Shop at TeamEstrogen.com for women's cycling apparel.

Results 1 to 15 of 46

Hybrid View

  1. #1
    Join Date
    Apr 2006
    Location
    Bedford, MA
    Posts
    212
    I totally understand the struggles of getting on the bike with depression. I have struggled with major depression, severe and chronic, for over ten years. A year ago I lost my father too and then my ex-husband was murdered last September. And as some of you know already, getting on the bike has been quite challenging for me.

    My strategy has been to take short rides with supportive friends. I bargin with myself -- I push myself to go out for a half an hour and if that is all I can do, fine.
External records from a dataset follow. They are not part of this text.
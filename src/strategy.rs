//! Ordered fallback heuristics.
//!
//! A [`StrategyChain`] holds named entries in priority order and stops at the
//! first one that produces a value. Entry failures count as "no match", so a
//! flaky heuristic can't abort the chain.

use async_trait::async_trait;
use regex::Regex;
use serde::{Deserialize, Deserializer, Serialize};
use tracing::debug;

use crate::browser::{BrowserResult, PageDriver};
use crate::token::looks_like_token;

/// One heuristic in a chain.
#[async_trait]
pub trait Strategy: Send + Sync {
    type Output: Send;

    /// Short label used in logs.
    fn name(&self) -> String;

    async fn evaluate(&self, page: &dyn PageDriver) -> BrowserResult<Option<Self::Output>>;
}

/// The entry that won and what it produced.
#[derive(Debug, Clone, PartialEq, Eq)]
pub struct StrategyMatch<T> {
    pub index: usize,
    pub name: String,
    pub value: T,
}

/// Heuristics evaluated in declared order, first match wins.
#[derive(Debug, Clone, PartialEq)]
pub struct StrategyChain<S> {
    entries: Vec<S>,
}

impl<S: Strategy> StrategyChain<S> {
    pub fn new(entries: Vec<S>) -> Self {
        Self { entries }
    }

    pub fn entries(&self) -> &[S] {
        &self.entries
    }

    pub fn is_empty(&self) -> bool {
        self.entries.is_empty()
    }

    pub async fn first_match(&self, page: &dyn PageDriver) -> Option<StrategyMatch<S::Output>> {
        for (index, entry) in self.entries.iter().enumerate() {
            match entry.evaluate(page).await {
                Ok(Some(value)) => {
                    let name = entry.name();
                    debug!(strategy = %name, index, "Strategy matched");
                    return Some(StrategyMatch { index, name, value });
                }
                Ok(None) => {}
                Err(err) => {
                    debug!(strategy = %entry.name(), error = %err, "Strategy errored, trying next");
                }
            }
        }
        None
    }
}

impl<S> From<Vec<S>> for StrategyChain<S> {
    fn from(entries: Vec<S>) -> Self {
        Self { entries }
    }
}

impl<'de, S: Deserialize<'de>> Deserialize<'de> for StrategyChain<S> {
    fn deserialize<D: Deserializer<'de>>(deserializer: D) -> Result<Self, D::Error> {
        Ok(Self {
            entries: Vec::deserialize(deserializer)?,
        })
    }
}

impl<S: Serialize> Serialize for StrategyChain<S> {
    fn serialize<Ser: serde::Serializer>(&self, serializer: Ser) -> Result<Ser::Ok, Ser::Error> {
        self.entries.serialize(serializer)
    }
}

/// Locates a form field by CSS selector. Produces the selector that matched.
#[derive(Debug, Clone, PartialEq, Eq, Serialize, Deserialize)]
#[serde(transparent)]
pub struct FieldStrategy(pub String);

impl FieldStrategy {
    pub fn chain<I, T>(selectors: I) -> StrategyChain<FieldStrategy>
    where
        I: IntoIterator<Item = T>,
        T: Into<String>,
    {
        StrategyChain::new(selectors.into_iter().map(|s| FieldStrategy(s.into())).collect())
    }
}

#[async_trait]
impl Strategy for FieldStrategy {
    type Output = String;

    fn name(&self) -> String {
        format!("selector {}", self.0)
    }

    async fn evaluate(&self, page: &dyn PageDriver) -> BrowserResult<Option<String>> {
        Ok(page.exists(&self.0).await?.then(|| self.0.clone()))
    }
}

/// A regex read from configuration.
#[derive(Debug, Clone)]
pub struct Pattern(pub Regex);

impl PartialEq for Pattern {
    fn eq(&self, other: &Self) -> bool {
        self.0.as_str() == other.0.as_str()
    }
}

impl<'de> Deserialize<'de> for Pattern {
    fn deserialize<D: Deserializer<'de>>(deserializer: D) -> Result<Self, D::Error> {
        let s = String::deserialize(deserializer)?;
        Regex::new(&s).map(Pattern).map_err(serde::de::Error::custom)
    }
}

impl Serialize for Pattern {
    fn serialize<S: serde::Serializer>(&self, serializer: S) -> Result<S::Ok, S::Error> {
        serializer.serialize_str(self.0.as_str())
    }
}

/// Ways to discover a challenge widget's site key.
#[derive(Debug, Clone, PartialEq, Serialize, Deserialize)]
#[serde(tag = "kind", rename_all = "snake_case")]
pub enum SiteKeyStrategy {
    /// Attribute of the first element matching `selector`.
    Attribute { selector: String, attribute: String },
    /// Query parameter of an embedded frame whose URL contains `host`.
    FrameUrl { host: String, param: String },
    /// First capture group of `pattern` over the page markup.
    Markup { pattern: Pattern },
    /// A known key, used as a last resort.
    Constant { value: String },
}

impl SiteKeyStrategy {
    /// Built-in chain for Turnstile / reCAPTCHA style widgets.
    pub fn default_chain() -> StrategyChain<SiteKeyStrategy> {
        let mut entries = vec![
            SiteKeyStrategy::Attribute {
                selector: "[data-sitekey]".to_string(),
                attribute: "data-sitekey".to_string(),
            },
            SiteKeyStrategy::FrameUrl {
                host: "challenges.cloudflare.com".to_string(),
                param: "sitekey".to_string(),
            },
        ];
        entries.extend(
            [
                r#"(?i)data-sitekey=["']([0-9a-zA-Z_-]+)["']"#,
                r#"(?i)sitekey["\s:=]+["']([0-9a-zA-Z_-]+)["']"#,
            ]
            .into_iter()
            .filter_map(|re| Regex::new(re).ok())
            .map(|re| SiteKeyStrategy::Markup { pattern: Pattern(re) }),
        );
        StrategyChain::new(entries)
    }
}

#[async_trait]
impl Strategy for SiteKeyStrategy {
    type Output = String;

    fn name(&self) -> String {
        match self {
            SiteKeyStrategy::Attribute { selector, attribute } => {
                format!("attribute {attribute} of {selector}")
            }
            SiteKeyStrategy::FrameUrl { host, param } => format!("frame {host} param {param}"),
            SiteKeyStrategy::Markup { pattern } => format!("markup /{}/", pattern.0.as_str()),
            SiteKeyStrategy::Constant { .. } => "constant".to_string(),
        }
    }

    async fn evaluate(&self, page: &dyn PageDriver) -> BrowserResult<Option<String>> {
        let found = match self {
            SiteKeyStrategy::Attribute { selector, attribute } => {
                page.attribute(selector, attribute).await?
            }
            SiteKeyStrategy::FrameUrl { host, param } => page
                .frame_urls()
                .await?
                .iter()
                .filter(|url| url.contains(host.as_str()))
                .find_map(|url| query_param(url, param)),
            SiteKeyStrategy::Markup { pattern } => {
                let html = page.content().await?;
                pattern
                    .0
                    .captures(&html)
                    .and_then(|c| c.get(1))
                    .map(|m| m.as_str().to_string())
            }
            SiteKeyStrategy::Constant { value } => Some(value.clone()),
        };
        Ok(found.map(|s| s.trim().to_string()).filter(|s| !s.is_empty()))
    }
}

/// Value of `name` in the query string or fragment of `url`.
fn query_param(url: &str, name: &str) -> Option<String> {
    let start = url.find(['?', '#'])?;
    url[start + 1..]
        .split(['&', '#', '?'])
        .filter_map(|pair| pair.split_once('='))
        .find(|(k, _)| *k == name)
        .map(|(_, v)| v.to_string())
        .filter(|v| !v.is_empty())
}

/// Where in storage a token was found.
#[derive(Debug, Clone, PartialEq, Eq)]
pub struct TokenHit {
    pub key: String,
    /// Field name when the token sat inside a JSON object stored under `key`.
    pub field: Option<String>,
    pub token: String,
}

impl TokenHit {
    pub fn location(&self) -> String {
        match &self.field {
            Some(field) => format!("{}.{}", self.key, field),
            None => self.key.clone(),
        }
    }
}

fn default_prefix() -> String {
    "eyJ".to_string()
}

fn default_min_length() -> usize {
    50
}

fn default_candidate_keys() -> Vec<String> {
    [
        "token",
        "accessToken",
        "access_token",
        "authToken",
        "auth_token",
        "jwt",
        "jwtToken",
        "user_token",
    ]
    .into_iter()
    .map(str::to_string)
    .collect()
}

/// Prioritized but exhaustive scan of client-side storage for a token.
///
/// Known key names are tried first, in order; after that every other entry
/// is tried in key order. Each entry matches either directly or through one
/// level of JSON object nesting.
#[derive(Debug, Clone, PartialEq, Eq, Serialize, Deserialize)]
#[serde(default)]
pub struct TokenScan {
    #[serde(default = "default_prefix")]
    pub prefix: String,
    #[serde(default = "default_min_length")]
    pub min_length: usize,
    #[serde(default = "default_candidate_keys")]
    pub candidate_keys: Vec<String>,
}

impl Default for TokenScan {
    fn default() -> Self {
        Self {
            prefix: default_prefix(),
            min_length: default_min_length(),
            candidate_keys: default_candidate_keys(),
        }
    }
}

impl TokenScan {
    pub fn find(&self, entries: &[(String, String)]) -> Option<TokenHit> {
        for candidate in &self.candidate_keys {
            if let Some((key, value)) = entries.iter().find(|(k, _)| k == candidate) {
                if let Some(hit) = self.match_entry(key, value) {
                    return Some(hit);
                }
            }
        }

        let mut rest: Vec<&(String, String)> = entries
            .iter()
            .filter(|(k, _)| !self.candidate_keys.contains(k))
            .collect();
        rest.sort_by(|a, b| a.0.cmp(&b.0));
        rest.into_iter().find_map(|(k, v)| self.match_entry(k, v))
    }

    fn is_token(&self, value: &str) -> bool {
        looks_like_token(value, &self.prefix, self.min_length)
    }

    fn match_entry(&self, key: &str, value: &str) -> Option<TokenHit> {
        if self.is_token(value) {
            return Some(TokenHit {
                key: key.to_string(),
                field: None,
                token: value.trim().trim_matches('"').to_string(),
            });
        }

        if !value.trim_start().starts_with('{') {
            return None;
        }
        let serde_json::Value::Object(map) = serde_json::from_str::<serde_json::Value>(value).ok()? else {
            return None;
        };

        let field_value = |field: &str| map.get(field).and_then(|v| v.as_str());

        let known = self
            .candidate_keys
            .iter()
            .filter_map(|field| field_value(field).map(|v| (field.as_str(), v)));
        // serde_json's default map iterates in key order.
        let others = map
            .iter()
            .filter(|(field, _)| !self.candidate_keys.contains(*field))
            .filter_map(|(field, v)| v.as_str().map(|s| (field.as_str(), s)));

        known
            .chain(others)
            .find(|(_, v)| self.is_token(v))
            .map(|(field, v)| TokenHit {
                key: key.to_string(),
                field: Some(field.to_string()),
                token: v.trim().trim_matches('"').to_string(),
            })
    }
}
Sometimes I get more inspired and do longer.

    I have also been keeping a journal about my relationship with riding and how I feel about it. After I got back from my ex-husband's (who is also my best friend) memorial last September, I could not ride at all without crying. I went on slow, short rides and cried. Then I had one ride where I only cried before and not too much during. It was a beautiful day! It was a breakthrough.

    Now, I am able to ride some alone. It is still hard. Part of dealing with my depression has been knowing when to rest and when to push through -- not always easy to discern.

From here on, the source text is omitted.